For some reason replacing things lost to the fire made the fire loss concrete. As long as we did not get another pan like the one that burned in some parallel universe where trauma is the currency of exchange, the original pan was not gone. Acknowledging it was gone by replacing it had an un-retractable finality to it.

When we faced the un-retractable finality, I made my first shopping forays online at night. After several trials of putting things in my shopping basket and then not hitting the purchase button I told myself I had to do it and clicked purchase. The first major purchase was a small but complete wardrobe for my spouse. He was worried about clothes for his job and I thought if he had things in the closet it might make him feel less stressed. As a surprise I carefully shopped to get him a whole new wardrobe, albeit small, for under $500. In that purchase was everything from hiking shoes to a suit. I laid it all out on the hotel bed so that it looked like a magazine spread. When he came back to the hotel where we lived and I was eager and excited for him to see what I had done. He was interested and grateful but put a lot of the packages unopened into his hotel drawers. My spouse’s interest in piles of new clothes has never been over the top. His response was normal–for the situation and for him. My efforts to normalize our situation were not unappreciated but my level of expectation was so inflated it was be difficult not to be let down, especially in the emotionally charged weeks after the fire.

The weeks passed and the fog of the trauma lifted and we began to recognize that our house and our household goods were actually gone. I metaphorically pounded the e-stores looking for things to replace what we had. Early on we decided fewer things of high quality was better. We would not have two cutting boards but just one. I got one Boos cutting board. It as an extravagance but we use it every day so it has become a old friend. I finally got an All Clad non stick fry pan which I had wanted since 1996.

After we got started buying stuff we worked diligently to figure out what we needed to have a household that was similar to what we had before and what we wanted because we had it before and what we thought we wanted just because we were spending money and it seemed like we were falling for everything that went by. It was a strange lesson in economics. in the context of the Great Recession (2007-2009) an economist friend had taught us about pent up demand. Pent up demand describes a return to consumerism following a period of decreased spending. For weeks after the fire we bought things but usually a trickle and always with a worry about money. After we got the first part of our insurance settlement, moved into our first temporary house and we thought we would be returning to our old house location soon, the flood gates of pent up demand opened. We got boxes every day. We bought everything between a bed and a winter coat. We bought some furniture and a lot of curtains. We bought plumbing parts and we bought antique chandelier crystals. We have lots of sheets and more than a few towels. After the big stuff was procured, I started buying the things that go in a room to make it look lived in. I bought lamps and vases. I bought boxes and wall art. We bought more clothes.

We decided to retire and move to a new community and bought a new piece of land to build a house on. We have bought the wood and the walls and the stoves and the toilets and tubs, the flooring and the ceiling for this new house that is almost finished.
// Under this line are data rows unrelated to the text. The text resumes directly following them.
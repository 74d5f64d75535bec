/// Marker prefix that routes a model identifier to the Gemini transport.
const GEMINI_MODEL_PREFIX: &str = "gemini-";

/// The two wire protocols unichat speaks.
#[derive(
    Debug,
    Clone,
    Copy,
    PartialEq,
    Eq,
    Hash,
    strum::Display,
    strum::EnumString,
    strum::IntoStaticStr,
)]
pub enum Provider {
    /// OpenAI-compatible chunked SSE (`POST /chat/completions`)
    #[strum(to_string = "openai")]
    OpenAi,
    /// Google Gemini streamed JSON array (`POST :streamGenerateContent`)
    #[strum(to_string = "gemini")]
    Gemini,
}

impl Provider {
    /// Resolve the provider family for a model identifier.
    ///
    /// The `gemini-` prefix routes to the Gemini transport; everything else
    /// goes to the OpenAI-compatible one. This is the only dispatch point:
    /// callers never pick a transport directly.
    pub fn for_model(model: &str) -> Self {
        if model.starts_with(GEMINI_MODEL_PREFIX) {
            Self::Gemini
        } else {
            Self::OpenAi
        }
    }
}
use std::time::Duration;

use thiserror::Error;
use unichat_wire::TransportError;

use crate::provider::Provider;

/// Errors surfaced to unichat callers.
///
/// A malformed record inside a healthy stream never appears here; the wire
/// layer drops those locally. Whatever does reach a session's error callback
/// is terminal for that session.
#[derive(Debug, Error)]
pub enum ChatError {
    /// Structural transport failure: connection problems or a non-2xx status
    #[error(transparent)]
    Transport(#[from] TransportError),

    /// No stored credential for the provider the model routed to
    #[error("missing API key for provider {0}")]
    MissingApiKey(Provider),

    /// The stream produced nothing within the configured idle timeout
    #[error("stream stalled: no data for {0:?}")]
    Stalled(Duration),
}
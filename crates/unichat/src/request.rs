use bon::Builder;

use crate::message::ChatMessage;
use crate::provider::Provider;

/// A provider-agnostic chat request
#[derive(Debug, Clone, Builder)]
#[builder(builder_type(vis = "pub"), state_mod(vis = "pub"))]
pub struct ChatRequest {
    /// List of messages in the conversation
    #[builder(field)]
    pub messages: Vec<ChatMessage>,

    /// The model to use for completion; also selects the provider family
    #[builder(into)]
    pub model: String,

    /// Sampling temperature. Gemini falls back to 0.7 when unset.
    pub temperature: Option<f32>,

    /// Output token cap. Gemini falls back to 8192 when unset.
    pub max_tokens: Option<u32>,
}

impl ChatRequest {
    /// The provider family this request routes to.
    pub fn provider(&self) -> Provider {
        Provider::for_model(&self.model)
    }
}

// Builder extensions for convenience methods
impl<S: chat_request_builder::State> ChatRequestBuilder<S> {
    /// Add a user message
    pub fn user_message(mut self, content: impl Into<String>) -> Self {
        self.messages.push(ChatMessage::user(content));
        self
    }

    /// Add an assistant message
    pub fn assistant_message(mut self, content: impl Into<String>) -> Self {
        self.messages.push(ChatMessage::assistant(content));
        self
    }

    /// Add a system message
    pub fn system_message(mut self, content: impl Into<String>) -> Self {
        self.messages.push(ChatMessage::system(content));
        self
    }

    /// Add a message
    pub fn message(mut self, message: ChatMessage) -> Self {
        self.messages.push(message);
        self
    }

    /// Add all messages from an existing conversation
    pub fn messages(mut self, messages: impl IntoIterator<Item = ChatMessage>) -> Self {
        self.messages.extend(messages);
        self
    }
}
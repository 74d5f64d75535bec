use std::time::Duration;

use async_stream::try_stream;
use bon::Builder;
use futures_util::stream::BoxStream;
use unichat_wire::{
    AuthMethod, Endpoint, Framer, HttpMethod, JsonArrayFramer, RecordDecoder, RequestBuilder,
    RequestConfig, SseFramer, TransportError, WireRecord,
};

use crate::error::ChatError;
use crate::event::{self, StreamEvent};
use crate::provider::Provider;
use crate::request::ChatRequest;
use crate::{gemini, openai};

/// Fallback catalogue served when the models endpoint is unreachable or
/// returns nothing usable.
pub const DEFAULT_MODELS: &[(&str, &str)] = &[
    ("gpt-4o", "GPT-4o"),
    ("gpt-4o-mini", "GPT-4o Mini"),
    ("gpt-4-turbo", "GPT-4 Turbo"),
    ("gpt-4", "GPT-4"),
    ("gpt-3.5-turbo", "GPT-3.5 Turbo"),
    ("gemini-2.5-flash", "Gemini 2.5 Flash"),
];

/// A model the picker UI can offer
#[derive(Debug, Clone, PartialEq, Eq)]
pub struct ModelOption {
    pub value: String,
    pub label: String,
}

/// Dual-protocol chat client
///
/// One client serves both provider families; the model name on each request
/// decides which transport a session uses.
#[derive(Debug, Clone, Builder)]
pub struct ChatClient {
    /// Base URL for OpenAI-compatible endpoints
    #[builder(default = "https://api.openai.com/v1".to_string(), into)]
    pub openai_base_url: String,

    /// Base URL for Gemini endpoints
    #[builder(default = "https://generativelanguage.googleapis.com/v1beta".to_string(), into)]
    pub gemini_base_url: String,

    /// HTTP client for making requests
    #[builder(default)]
    client: reqwest::Client,

    /// Abort a session when the stream is silent for this long. Off by
    /// default, matching the providers' own behavior.
    pub idle_timeout: Option<Duration>,
}

impl Default for ChatClient {
    fn default() -> Self {
        Self::builder().build()
    }
}

impl ChatClient {
    /// Create a client with the standard provider endpoints
    pub fn new() -> Self {
        Self::default()
    }

    /// The request plumbing for one provider family: base URL plus where the
    /// API key goes (Bearer header for OpenAI, `key` query param for Gemini).
    fn request_builder(&self, provider: Provider, api_key: &str) -> RequestBuilder {
        let (base_url, auth) = match provider {
            Provider::OpenAi => (
                self.openai_base_url.clone(),
                AuthMethod::Bearer(api_key.to_string()),
            ),
            Provider::Gemini => (
                self.gemini_base_url.clone(),
                AuthMethod::QueryParam("key".to_string(), api_key.to_string()),
            ),
        };
        RequestBuilder::new(self.client.clone(), RequestConfig::new(base_url).with_auth(auth))
    }

    /// Open a streaming session and expose it as a typed event stream.
    ///
    /// The stream yields deltas in strict arrival order and terminates with
    /// exactly one [`StreamEvent::Done`], emitted either for the `[DONE]`
    /// sentinel or when the transport closes: Gemini has no in-band
    /// terminator, and a short OpenAI-family stream is not a protocol
    /// violation.
    pub fn events(
        &self,
        request: &ChatRequest,
        api_key: &str,
    ) -> BoxStream<'static, Result<StreamEvent, ChatError>> {
        let provider = request.provider();
        let builder = self.request_builder(provider, api_key);
        let (endpoint, body) = match provider {
            Provider::OpenAi => (
                Endpoint::new("chat/completions", HttpMethod::Post),
                serde_json::to_value(openai::CompletionsBody::from_request(request, true)),
            ),
            Provider::Gemini => (
                Endpoint::new(
                    format!("models/{}:streamGenerateContent", request.model),
                    HttpMethod::Post,
                ),
                serde_json::to_value(gemini::GenerateContentBody::from_request(request)),
            ),
        };

        Box::pin(try_stream! {
            let body = body.map_err(TransportError::from)?;
            let bytes = builder.open_stream(&endpoint, &body).await?;
            let framer: Box<dyn Framer + Send> = match provider {
                Provider::OpenAi => Box::new(SseFramer::new()),
                Provider::Gemini => Box::new(JsonArrayFramer::new()),
            };
            let mut decoder = RecordDecoder::new(bytes, framer);

            loop {
                match decoder.next_record().await.map_err(ChatError::from)? {
                    Some(WireRecord::Json(record)) => {
                        if let Some(text) = event::delta_text(provider, record) {
                            yield StreamEvent::Delta(text);
                        }
                    }
                    // Dropping the decoder here releases the connection, so
                    // bytes arriving after the sentinel are never read.
                    Some(WireRecord::Done) | None => {
                        yield StreamEvent::Done;
                        break;
                    }
                }
            }
        })
    }

    /// Non-streaming convenience: send the whole conversation and return the
    /// assistant's reply text.
    pub async fn send(&self, request: &ChatRequest, api_key: &str) -> Result<String, ChatError> {
        let provider = request.provider();
        let builder = self.request_builder(provider, api_key);

        match provider {
            Provider::OpenAi => {
                let endpoint = Endpoint::new("chat/completions", HttpMethod::Post);
                let body = openai::CompletionsBody::from_request(request, false);
                let response: openai::ChatCompletionResponse =
                    builder.request_json(&endpoint, Some(&body)).await?;
                Ok(response.content().unwrap_or_default().to_string())
            }
            Provider::Gemini => {
                let endpoint = Endpoint::new(
                    format!("models/{}:generateContent", request.model),
                    HttpMethod::Post,
                );
                let body = gemini::GenerateContentBody::from_request(request);
                let response: gemini::GenerateContentChunk =
                    builder.request_json(&endpoint, Some(&body)).await?;
                Ok(response.text().unwrap_or_default())
            }
        }
    }

    /// Model catalogue for the picker UI.
    ///
    /// Filters the OpenAI models endpoint down to `gpt-` ids, sorts the
    /// well-known models first, and falls back to [`DEFAULT_MODELS`] when the
    /// endpoint is unreachable or returns nothing usable.
    pub async fn list_models(&self, api_key: &str) -> Vec<ModelOption> {
        let builder = self.request_builder(Provider::OpenAi, api_key);
        let endpoint = Endpoint::new("models", HttpMethod::Get);

        match builder
            .request_json::<openai::ModelsResponse, ()>(&endpoint, None)
            .await
        {
            Ok(response) => {
                let mut models: Vec<ModelOption> = response
                    .data
                    .into_iter()
                    .filter(|model| model.id.starts_with("gpt-"))
                    .map(|model| ModelOption {
                        label: model.id.clone(),
                        value: model.id,
                    })
                    .collect();
                if models.is_empty() {
                    return Self::default_models();
                }
                models.sort_by_key(|model| Self::model_priority(&model.value));
                models
            }
            Err(_) => Self::default_models(),
        }
    }

    /// Display order for the known model generations.
    fn model_priority(id: &str) -> usize {
        match id {
            "gpt-4o" => 1,
            "gpt-4o-mini" => 2,
            "gpt-4-turbo" => 3,
            "gpt-4" => 4,
            "gpt-3.5-turbo" => 5,
            _ => 100,
        }
    }

    fn default_models() -> Vec<ModelOption> {
        DEFAULT_MODELS
            .iter()
            .map(|(value, label)| ModelOption {
                value: (*value).to_string(),
                label: (*label).to_string(),
            })
            .collect()
    }
}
open hatch of a subaru with a bathtub box and a dog inside

Sophie stoically rode back and forth from the Lowes to the house, to the warehouse, to the house, to the UPS store to the house, to the warehouse. When we got back to our temporary house she plopped in her bed exhausted.

In all we have spent the insurance money on replacement of our structure and our personal property. We have spent a lot of money.

I am through spending money. I am through shopping. I just cannot face any more of it. Our charge cards look like we are irresponsible even though we pay them off each month. Imagine putting a mattress, a headboard and some sheets an pillows on your charge card and a few days latter by dishes and dishtowels soon to be followed by a dog bed and a camping tent and winter coats and you get the point. When we started building this house we are soon to live in I put things like $11,000 worth of wood on my charge card for a single purchase. Our credit ratings went down because we were suddenly spending three times what we earned. Of course, it was difficult to explain to Experion, Transunion and Equifax that we had tens of thousands of dollars in the bank from the insurance company to replace our home and household goods. To them it appeared that we made this much and spent three times that much.

The house is almost finished and sparsely furnished and I am shopped out. Shopping ceased to be anything but a response to the need to reestablish our home a long time ago. I guess in a couple of years I will want to go shopping for fun but for now I am done. I will buy some underwear, some socks, a few tee shirts, and some towels again because after two years some of them have begun to wear out. The Saturday after the fire I bought enough deodorant for two years. I just had to buy some more, I should be set for at least a year this time.